According to a study, the length of time since domestication of animals is directly
proportional to the rise in the number of illnesses and parasites that humans and domesticated
animals share. According to the findings, central hosts, who were domesticated a very long
time ago, shared a large number of parasites and diseases with both humans and all other
domesticated hosts (Moran, McIntyre and Baylis, 2014). This means that domestication has
led to a greater immunity to diseases in both humans and animals that could have been deadly
otherwise.

There are negatives that must be discussed around domestication. For example, there are
many physical changes that occur in domesticated animals, the most obvious being a decrease
in overall body size, alongside mutated dental features. The demographic changes are also
notable, with a larger number of young skeletons in human-made graves showing a shift
towards herding (Sykes, 2014). The research also suggests that the switch to dairying in the
Neolithic Revolution may have contributed to the decline in human life expectancy as
drinking milk increased mortality from infectious disorders like diarrhoea. Weaned children
who were lactase non-persistent would have become more vulnerable to mortality from
infectious diseases. It is well known that Neolithic children were weaned earlier than their
Mesolithic counterparts, possibly within 2 years (Sykes, 2014).
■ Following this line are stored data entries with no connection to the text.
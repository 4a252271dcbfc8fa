use axum::{response::{IntoResponse, Response}, Json, http::StatusCode};
use serde::Serialize;
use utoipa::ToSchema;
use std::fmt::{Display, Formatter};
use thiserror::Error;
use crate::selector::SelectionError;

#[derive(Debug, Clone, Serialize, ToSchema)]
pub struct ApiErrorBody {
    pub code: &'static str,
    pub message: String,
    #[serde(skip_serializing_if = "Vec::is_empty")]
    pub errors: Vec<String>,
}

#[derive(Debug, Clone)]
pub struct ApiError { pub status: StatusCode, pub code: &'static str, pub message: String, pub errors: Vec<String> }

impl ApiError {
    pub fn new(status: StatusCode, code: &'static str, message: impl Into<String>) -> Self {
        Self { status, code, message: message.into(), errors: Vec::new() }
    }
    pub fn not_found(msg: impl Into<String>) -> Self { Self::new(StatusCode::NOT_FOUND, "not_found", msg) }
    pub fn internal(code: &'static str, msg: impl Into<String>) -> Self { Self::new(StatusCode::INTERNAL_SERVER_ERROR, code, msg) }
    pub fn bad_request(code: &'static str, msg: impl Into<String>) -> Self { Self::new(StatusCode::BAD_REQUEST, code, msg) }
    pub fn validation(errors: Vec<String>) -> Self {
        Self { errors, ..Self::new(StatusCode::UNPROCESSABLE_ENTITY, "validation_failed", "validation failed") }
    }
}

impl Display for ApiError {
    fn fmt(&self, f: &mut Formatter<'_>) -> std::fmt::Result { write!(f, "{}: {}", self.code, self.message) }
}

impl IntoResponse for ApiError {
    fn into_response(self) -> Response {
        let body = ApiErrorBody { code: self.code, message: self.message, errors: self.errors };
        (self.status, Json(body)).into_response()
    }
}

pub type ApiResult<T> = Result<T, ApiError>;

/// Three-way persistence outcome: a store either returns the object, the list of
/// violated rules, or a storage failure.
#[derive(Debug, Error)]
pub enum StoreError {
    #[error("validation failed: {}", .0.join("; "))]
    Validation(Vec<String>),
    #[error("persistence: {0}")]
    Persistence(#[source] anyhow::Error),
}

impl From<sqlx::Error> for StoreError {
    fn from(e: sqlx::Error) -> Self { StoreError::Persistence(e.into()) }
}

pub type StoreResult<T> = Result<T, StoreError>;

#[derive(Debug, Error)]
pub enum PipelineError {
    #[error("malformed payload: {0}")]
    Payload(String),
    #[error("invalid webhook type: {0}")]
    InvalidWebhookType(String),
    #[error("invalid status: {0}")]
    InvalidStatus(String),
    #[error("{0}")]
    NotFound(String),
    #[error("validation failed: {}", .0.join("; "))]
    Validation(Vec<String>),
    #[error(transparent)]
    Selection(#[from] SelectionError),
    #[error("upstream: {0}")]
    Upstream(#[source] anyhow::Error),
    #[error("persistence: {0}")]
    Persistence(#[source] anyhow::Error),
    #[error("worker: {0}")]
    WorkerEnqueue(#[source] anyhow::Error),
    #[error("notification: {0}")]
    Notification(#[source] anyhow::Error),
}

impl From<StoreError> for PipelineError {
    fn from(e: StoreError) -> Self {
        match e {
            StoreError::Validation(errors) => PipelineError::Validation(errors),
            StoreError::Persistence(inner) => PipelineError::Persistence(inner),
        }
    }
}

impl PipelineError {
    pub fn code(&self) -> &'static str {
        match self {
            PipelineError::Payload(_) => "bad_request",
            PipelineError::InvalidWebhookType(_) => "invalid_webhook_type",
            PipelineError::InvalidStatus(_) => "invalid_status",
            PipelineError::NotFound(_) => "not_found",
            PipelineError::Validation(_) => "validation_failed",
            PipelineError::Selection(SelectionError::MetadataMissing(_)) => "metadata_missing",
            PipelineError::Selection(SelectionError::AppInfoMissing(_)) => "app_info_missing",
            PipelineError::Upstream(_) => "upstream",
            PipelineError::Persistence(_) => "persistence",
            PipelineError::WorkerEnqueue(_) => "worker",
            PipelineError::Notification(_) => "notification",
        }
    }
}

impl From<PipelineError> for ApiError {
    fn from(e: PipelineError) -> Self {
        let code = e.code();
        match e {
            PipelineError::Payload(_) | PipelineError::InvalidWebhookType(_) | PipelineError::InvalidStatus(_) => ApiError::bad_request(code, e.to_string()),
            PipelineError::NotFound(msg) => ApiError::not_found(msg),
            PipelineError::Validation(errors) => ApiError::validation(errors),
            other => {
                tracing::error!(error=?other, code, "pipeline.failed");
                ApiError::internal(code, format!("{other:#}"))
            }
        }
    }
}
One of the most dramatic changes from domestication is the common reduction of brain size
in all higher-order vertebrate domesticates, which also impacts brain form and function. It is a
characteristic of domestication that is present in all animal taxa, including domesticated
invertebrate species as well as domesticated birds, fish, and mammals. A key characteristic of
animal domestication, which is the strong selection pressure for tameness and reduced
reactivity, is the early reaction of brain-size reduction (Zeder, 2012). This is not a uniform
change throughout the brain however, and there is significantly less reduction in the areas of
the brain that control olfactory and auditory functions than those that control visual and motor
functions (in pigs). Another example is sheep, where certain species that have been
domesticated for over 10,000 years have only shown a 24% reduction in overall brain size
(Zeder, 2012).
Dincauze (2000) thinks that humans have domesticated themselves as well as animals,
destroying the natural landscape in the process. He believes that the definition of
domestication applies to us too, with our artificial environments being necessary for our
health and safety. The early stages of domestication have been identified in humans in the
form of physiological changes, herd structures and culling patterns. Human interference with
the environment has meant that natural landscapes are rare, and ‘synanthropic’ organisms
have changed to live in the human-dominated environment.
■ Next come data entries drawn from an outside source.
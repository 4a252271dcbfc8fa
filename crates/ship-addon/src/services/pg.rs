use async_trait::async_trait;
use sqlx::{Pool, Postgres, types::Json};
use uuid::Uuid;
use crate::error::{StoreError, StoreResult};
use crate::models::{App, AppContact, AppSettings, AppVersion, AppVersionEvent, NewAppVersion, NewAppVersionEvent, Platform, PublishTask};
use super::{AppContactService, AppService, AppVersionEventService, AppVersionService, PublishTaskService, Readiness};

const VERSION_COLUMNS: &str = "id, app_id, platform, version, build_number, build_slug, app_info, provisioning_info, store_info, artifact_info, created_at, last_update";
const EVENT_COLUMNS: &str = "id, app_version_id, status, text, created_at";

/// Postgres implementation of every persistence collaborator.
#[derive(Clone, Debug)]
pub struct PgStore { pool: Pool<Postgres> }

impl PgStore {
    pub fn new(pool: Pool<Postgres>) -> Self { Self { pool } }
    pub fn pool(&self) -> &Pool<Postgres> { &self.pool }
}

fn unique_violation(e: &sqlx::Error) -> bool {
    matches!(e, sqlx::Error::Database(db) if db.is_unique_violation())
}

#[async_trait]
impl AppService for PgStore {
    async fn find_by_slug(&self, app_slug: &str) -> StoreResult<Option<App>> {
        Ok(sqlx::query_as::<_, App>("SELECT id, app_slug, ci_api_token, created_at FROM apps WHERE app_slug = $1")
            .bind(app_slug)
            .fetch_optional(&self.pool).await?)
    }

    async fn find(&self, id: Uuid) -> StoreResult<Option<App>> {
        Ok(sqlx::query_as::<_, App>("SELECT id, app_slug, ci_api_token, created_at FROM apps WHERE id = $1")
            .bind(id)
            .fetch_optional(&self.pool).await?)
    }

    async fn settings(&self, app_id: Uuid) -> StoreResult<Option<AppSettings>> {
        Ok(sqlx::query_as::<_, AppSettings>("SELECT app_id, ios_workflow, android_workflow FROM app_settings WHERE app_id = $1")
            .bind(app_id)
            .fetch_optional(&self.pool).await?)
    }
}

#[async_trait]
impl AppVersionService for PgStore {
    async fn create(&self, new: &NewAppVersion) -> StoreResult<AppVersion> {
        let errors = new.validate();
        if !errors.is_empty() { return Err(StoreError::Validation(errors)); }
        let sql = format!("INSERT INTO app_versions (app_id, platform, version, build_number, build_slug, app_info, provisioning_info, store_info, artifact_info, last_update) VALUES ($1,$2,$3,$4,$5,$6,$7,$8,$9,$10) RETURNING {VERSION_COLUMNS}");
        sqlx::query_as::<_, AppVersion>(&sql)
            .bind(new.app_id)
            .bind(new.platform.as_str())
            .bind(&new.version)
            .bind(new.build_number)
            .bind(&new.build_slug)
            .bind(Json(&new.app_info))
            .bind(Json(&new.provisioning_info))
            .bind(&new.store_info)
            .bind(Json(&new.artifact_info))
            .bind(new.last_update)
            .fetch_one(&self.pool).await
            .map_err(|e| {
                if unique_violation(&e) {
                    return StoreError::Validation(vec![format!("build_slug: build {} already has a {} version", new.build_slug, new.platform)]);
                }
                e.into()
            })
    }

    async fn latest(&self, app_id: Uuid, platform: Platform) -> StoreResult<Option<AppVersion>> {
        let sql = format!("SELECT {VERSION_COLUMNS} FROM app_versions WHERE app_id = $1 AND platform = $2 ORDER BY created_at DESC LIMIT 1");
        Ok(sqlx::query_as::<_, AppVersion>(&sql)
            .bind(app_id)
            .bind(platform.as_str())
            .fetch_optional(&self.pool).await?)
    }

    async fn find(&self, id: Uuid) -> StoreResult<Option<AppVersion>> {
        let sql = format!("SELECT {VERSION_COLUMNS} FROM app_versions WHERE id = $1");
        Ok(sqlx::query_as::<_, AppVersion>(&sql).bind(id).fetch_optional(&self.pool).await?)
    }

    async fn find_by_build(&self, app_id: Uuid, build_slug: &str, platform: Platform) -> StoreResult<Option<AppVersion>> {
        let sql = format!("SELECT {VERSION_COLUMNS} FROM app_versions WHERE app_id = $1 AND build_slug = $2 AND platform = $3");
        Ok(sqlx::query_as::<_, AppVersion>(&sql)
            .bind(app_id)
            .bind(build_slug)
            .bind(platform.as_str())
            .fetch_optional(&self.pool).await?)
    }
}

#[async_trait]
impl AppVersionEventService for PgStore {
    async fn create(&self, new: &NewAppVersionEvent) -> StoreResult<AppVersionEvent> {
        let errors = new.validate();
        if !errors.is_empty() { return Err(StoreError::Validation(errors)); }
        let sql = format!("INSERT INTO app_version_events (app_version_id, status, text) VALUES ($1,$2,$3) RETURNING {EVENT_COLUMNS}");
        Ok(sqlx::query_as::<_, AppVersionEvent>(&sql)
            .bind(new.app_version_id)
            .bind(new.status.as_str())
            .bind(&new.text)
            .fetch_one(&self.pool).await?)
    }

    async fn list_for_version(&self, app_version_id: Uuid) -> StoreResult<Vec<AppVersionEvent>> {
        let sql = format!("SELECT {EVENT_COLUMNS} FROM app_version_events WHERE app_version_id = $1 ORDER BY created_at ASC");
        Ok(sqlx::query_as::<_, AppVersionEvent>(&sql).bind(app_version_id).fetch_all(&self.pool).await?)
    }
}

#[async_trait]
impl PublishTaskService for PgStore {
    async fn find_by_task_id(&self, task_id: &str) -> StoreResult<Option<PublishTask>> {
        Ok(sqlx::query_as::<_, PublishTask>("SELECT task_id, app_version_id, created_at FROM publish_tasks WHERE task_id = $1")
            .bind(task_id)
            .fetch_optional(&self.pool).await?)
    }
}

#[async_trait]
impl AppContactService for PgStore {
    async fn find_all(&self, app: &App) -> StoreResult<Vec<AppContact>> {
        Ok(sqlx::query_as::<_, AppContact>("SELECT id, app_id, email, notify_new_version, confirmed_at FROM app_contacts WHERE app_id = $1 ORDER BY created_at ASC")
            .bind(app.id)
            .fetch_all(&self.pool).await?)
    }
}

#[async_trait]
impl Readiness for PgStore {
    async fn ping(&self) -> anyhow::Result<()> {
        sqlx::query("SELECT 1").execute(&self.pool).await?;
        Ok(())
    }
}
This essay has provided a deeper insight into the history, advantages and problems brought
up by animal domestication. I feel it would be important to suggest some solutions to the
issues. Further integration of sustainable animal husbandry practices, especially in North
America, and with heavily exploited animals like chickens and fish. Public education on the
impacts of animal domestication, and its history. Government policy will also have a big part
to play in reducing the negative impacts of domestication. Laws on sustainable farming, and
selective breeding must be introduced in order to stop some of the more detrimental changes.
To answer the question posed by the title, I believe it depends on what animal we are
referring to. For example, if we look at dogs, certain species like labradors or dobermans
could be said to have been a success, providing security and companionship to their owners.
Other species like pugs or great danes are plagued by breathing problems, or their bones
being unable to support their bodies. There are some animals, like the aforementioned broiler
chicken, who have faced intense exploitation for food. However, this could be seen in a
positive light if looked at from a world hunger perspective, as it allows us to feed the ever
growing population. I believe it ultimately comes down to the species and from which
position you are observing, as there are numerous arguments for both.